Apenas 25,7% das ações previstas no Programa de Aceleração do Crescimento (PAC 2) para a área da saúde foram concluídas desde 2011, ano de lançamento da segunda edição do programa. Segundo dados do Governo Federal, das 21.537 ações sob a responsabilidade do Ministério da Saúde ou da Fundação Nacional de Saúde (Funasa), 5.538 foram finalizadas até outubro de 2014. As informações constam da nova análise do Conselho Federal de Medicina (CFM), que, a partir dos relatórios do 11º balanço do programa, divulgados em janeiro, constatou o baixo desempenho do PAC – reflexo do subfinanciamento crônico da saúde e da má gestão administrativa no setor.

Este é o terceiro monitoramento do CFM sobre as obras do Programa e, mais uma vez, os números do próprio governo mostram porque a saúde é vista como uma das principais preocupações dos brasileiros. “Os problemas começam com a definição de prioridades e se estendem para a transposição de metas e para o orçamento e sua execução. Trata-se de um perverso ciclo, reforçado pela carência de recursos e pela descontinuidade das ações administrativas nos estados e municípios, além da leniência e da corrupção”, criticou o presidente da autarquia, Carlos Vital.

No monitoramento do PAC 2, embora o critério de valores investidos seja indicado pelo Governo como o “mais adequado”, os resultados na área da saúde também são críticos. Ao todo, o governo estimava investir R$ 7,3 bilhões no PAC Saúde entre 2011 e 2014. Até outubro, no entanto, os empreendimentos concluídos representaram só 20% (R$ 1,5 bilhão) do valor. Sem as ações de saneamento, o cálculo estimado passa a ser de R$ 4,8 bilhões, com percentual de 11% (R$ 524 milhões) investidos.

“São valores lamentáveis para um país que é considerado a 7ª maior potência econômica mundial. Se pensarmos ainda que, a cada R$ 1 investido em saneamento são economizados R$ 4 na área de saúde, estamos, então, diante de um problema muito maior: além de destinar pouco para saúde, o Brasil gasta mal”, resumiu o presidente do CFM.

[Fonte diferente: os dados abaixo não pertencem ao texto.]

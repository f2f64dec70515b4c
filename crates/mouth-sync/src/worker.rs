use crate::{Error, Result, VolumeAnalyzer, VolumeFrame};
use std::sync::mpsc;
use std::thread::JoinHandle;

/// Channels to an analyzer thread.
///
/// Dropping `input` ends the thread once queued audio is drained.
pub struct AnalyzerHandle {
    pub input: mpsc::Sender<Vec<f32>>,
    pub frames: mpsc::Receiver<VolumeFrame>,
    pub thread: JoinHandle<()>,
}

/// Run a [`VolumeAnalyzer`] on a dedicated thread. Sending audio never blocks.
pub fn spawn_analyzer(sample_rate: u32) -> Result<AnalyzerHandle> {
    let mut analyzer = VolumeAnalyzer::new(sample_rate)?;
    let (input, audio_rx) = mpsc::channel::<Vec<f32>>();
    let (frame_tx, frames) = mpsc::channel::<VolumeFrame>();

    let thread = std::thread::Builder::new()
        .name("volume-analyzer".into())
        .spawn(move || {
            let mut out = Vec::new();
            while let Ok(block) = audio_rx.recv() {
                analyzer.process(&block, &mut out);
                for frame in out.drain(..) {
                    if frame_tx.send(frame).is_err() {
                        tracing::debug!("frame receiver gone, analyzer exiting");
                        return;
                    }
                }
            }
        })
        .map_err(|e| Error::Spawn(e.to_string()))?;

    tracing::debug!(sample_rate, "volume analyzer started");
    Ok(AnalyzerHandle {
        input,
        frames,
        thread,
    })
}

#[cfg(test)]
mod tests {
    use super::*;

    #[test]
    fn test_thread_reports_frames_and_exits() {
        let AnalyzerHandle {
            input,
            frames,
            thread,
        } = spawn_analyzer(6_000).unwrap();
        input.send(vec![0.25; 150]).unwrap();
        input.send(vec![0.25; 50]).unwrap();
        drop(input);
        thread.join().unwrap();

        let got: Vec<VolumeFrame> = frames.try_iter().collect();
        assert_eq!(got.len(), 2);
        assert!((got[1].rms - 0.25).abs() < 1e-4);
    }
}
use crate::{IdleScheduler, IdleUtterance, Result, SpeechSink, TickOutcome};
use std::sync::Arc;
use std::time::Duration;
use tokio::task::{JoinError, JoinHandle};
use tokio_util::sync::CancellationToken;

const TICK: Duration = Duration::from_secs(1);

/// Runs an [`IdleScheduler`] once a second and plays what it emits.
///
/// User activity observed on the home context aborts playback, flushes the
/// sink and restarts the countdown.
pub struct IdleDriver<S: SpeechSink + ?Sized + 'static> {
    scheduler: IdleScheduler,
    sink: Arc<S>,
}

impl<S: SpeechSink + ?Sized + 'static> IdleDriver<S> {
    pub fn new(scheduler: IdleScheduler, sink: Arc<S>) -> Self {
        Self { scheduler, sink }
    }

    /// Run until `cancel` fires. Returns the scheduler for inspection.
    pub async fn run(mut self, cancel: CancellationToken) -> IdleScheduler {
        let ctx = self.scheduler.context().clone();
        let mut activity = ctx.subscribe();
        let mut last_seq = activity.borrow_and_update().user_activity_seq;
        let mut playback: Option<JoinHandle<Result<()>>> = None;

        let mut ticker = tokio::time::interval(TICK);
        ticker.set_missed_tick_behavior(tokio::time::MissedTickBehavior::Skip);

        loop {
            tokio::select! {
                _ = cancel.cancelled() => break,
                changed = activity.changed() => {
                    if changed.is_err() {
                        break;
                    }
                    let seq = activity.borrow_and_update().user_activity_seq;
                    if seq != last_seq {
                        last_seq = seq;
                        self.on_user_activity(&mut playback);
                    }
                }
                res = join_playback(&mut playback), if playback.is_some() => {
                    playback = None;
                    ctx.set_speaking(false);
                    match res {
                        Ok(Ok(())) => {}
                        Ok(Err(e)) => tracing::warn!(error = %e, "idle playback failed"),
                        Err(e) => tracing::warn!(error = %e, "idle playback task ended abnormally"),
                    }
                    self.scheduler.speech_completed();
                }
                _ = ticker.tick() => {
                    if let TickOutcome::EmitPhrase(utterance) = self.scheduler.tick().await {
                        playback = Some(self.start_playback(utterance));
                    }
                }
            }
        }

        if let Some(handle) = playback.take() {
            handle.abort();
            self.sink.stop_all();
            ctx.set_speaking(false);
            self.scheduler.interrupt();
        }
        self.scheduler
    }

    fn start_playback(&self, utterance: IdleUtterance) -> JoinHandle<Result<()>> {
        let session_id = self
            .scheduler
            .session_id()
            .map(str::to_string)
            .unwrap_or_default();
        self.scheduler.context().set_speaking(true);
        let sink = self.sink.clone();
        tokio::spawn(async move { sink.speak(&session_id, &utterance).await })
    }

    fn on_user_activity(&mut self, playback: &mut Option<JoinHandle<Result<()>>>) {
        if let Some(handle) = playback.take() {
            handle.abort();
            self.sink.stop_all();
            self.scheduler.context().set_speaking(false);
        }
        self.scheduler.interrupt();
    }
}

async fn join_playback(
    playback: &mut Option<JoinHandle<Result<()>>>,
) -> core::result::Result<Result<()>, JoinError> {
    match playback {
        Some(handle) => handle.await,
        None => std::future::pending().await,
    }
}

As informações englobam investimentos previstos pela União, empresas estatais, iniciativa privada e contrapartida de estados e municípios em projetos de construção e de reforma de Unidades Básicas de Saúde (UBS), Unidades de Pronto-Atendimento (UPA) e ações de saneamento. Embora as UBS e UPA sejam as bases das ações previstas pelo PAC 2 para a saúde, estes são os projetos que apresentam pior desempenho de conclusão.

Para a construção de novas UBS, estão previstos no Programa cerca de R$ 3,8 bilhões no período, dos quais 12% (R$ 445,6 milhões) correspondem às obras já entregues. Em UPA, os investimentos em unidades concluídas somam R$ 78,5 milhões – 8% do investimento previsto (R$ 1 bilhão). Já as ações em saneamento totalizam R$ 948,8 milhões, montante que representa 38% dos R$ 2,5 bilhões estimados.